Vertical-/horizontal-permeability contrasts can have a significant effect on actual and predicted reservoir performance. At the core-plug scale, anisotropy manifests itself through flow paths of different tortuosity, resulting from sedimentological phenomena such as grain orientation and fine clay-mineral layers. On a larger scale, shale bands affect anisotropy. Here, the vertical-/horizontal-permeability ratio depends greatly on the degree of scaling up. Permeability anisotropy must be quantified both at the grid-cell-thickness level, for input directly into the fluid-flow equations, and at a scale much finer than that of the grid cell, to enable generating appropriate pseudo­relative permeability curves, which are affected by permeability anisotropy.

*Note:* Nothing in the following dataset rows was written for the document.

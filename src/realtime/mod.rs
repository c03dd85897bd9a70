pub mod events;
pub mod hub;
mod socket;

pub use socket::ws_handler;
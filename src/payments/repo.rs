use sqlx::PgPool;

use super::repo_types::PaymentRow;

const SELECT: &str = r#"
    SELECT c.id AS certificate_id, c.certificate_reference, c.certificate_name,
           c.certificate_type, c.price,
           COALESCE(c.paid_at, c.created_at) AS paid_at,
           u.user_code AS client_code, u.business_name
      FROM certificates c
      JOIN users u ON u.id = c.user_id
"#;

/// Only paid certificates count as payments.
pub async fn list_for_user(db: &PgPool, user_id: i64) -> sqlx::Result<Vec<PaymentRow>> {
    sqlx::query_as::<_, PaymentRow>(&format!(
        "{SELECT} WHERE c.user_id = $1 AND c.paid ORDER BY paid_at DESC, c.id DESC"
    ))
    .bind(user_id)
    .fetch_all(db)
    .await
}

/// `pattern` is a lowercase `LIKE` pattern matched against the reference,
/// client code and business name.
pub async fn list_all(db: &PgPool, pattern: Option<&str>) -> sqlx::Result<Vec<PaymentRow>> {
    sqlx::query_as::<_, PaymentRow>(&format!(
        r#"
        {SELECT}
         WHERE c.paid
           AND ($1::TEXT IS NULL
                OR LOWER(c.certificate_reference) LIKE $1
                OR LOWER(u.user_code)             LIKE $1
                OR LOWER(u.business_name)         LIKE $1)
         ORDER BY paid_at DESC, c.id DESC
        "#
    ))
    .bind(pattern)
    .fetch_all(db)
    .await
}
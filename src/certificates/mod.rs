pub mod catalogue;
mod dto;
mod handlers;
pub mod repo;
pub mod repo_types;
pub mod services;

use crate::state::AppState;
use axum::Router;

pub use repo_types::{Certificate, CertificateStatus};

pub fn router() -> Router<AppState> {
    Router::new()
        .merge(handlers::client_routes())
        .merge(handlers::admin_routes())
}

Workflows for Initialization

The workflows selected for initializing a reservoir-model/-simulation study are influenced strongly by the purpose of the study. Complex workflows that include detailed stratigraphic and facies constraints do not necessarily provide better results than simple workflows that focus on functionality. The emphasis should be on correct representation of reliable data rather than on complexity. The authors emphasize the value that can be added to any procedure that involves processing data by ensuring that the data are quality checked and by using them in conjunction with complementary data sets from independent sources. The workflow leading up to initialization involves large volumes of data covering diverse disciplines. The authors focused on a subset comprising those key areas. It is believed that following the correct sequence and integrating diverse data sets appropriately can improve the initialized model. Workflows for conventional and special core analysis, log analysis, scaling up, and dynamic conditioning are presented in Tables 2 through 6 in the complete paper.

This article, written by Senior Technology Editor Dennis Denney, contains highlights of paper SPE 160248, “Optimizing the Value of Reservoir Simulation Through Quality-Assured Initialization,” by Paul F. Worthington, SPE, Gaffney, Cline & Associates, and Shane K.F. Hattingh, SPE, ERC Equipoise, prepared for the 2012 SPE Asia Pacific Oil and Gas Conference and Exhibition, Perth, Australia, 22–24 October. The paper has not been peer reviewed.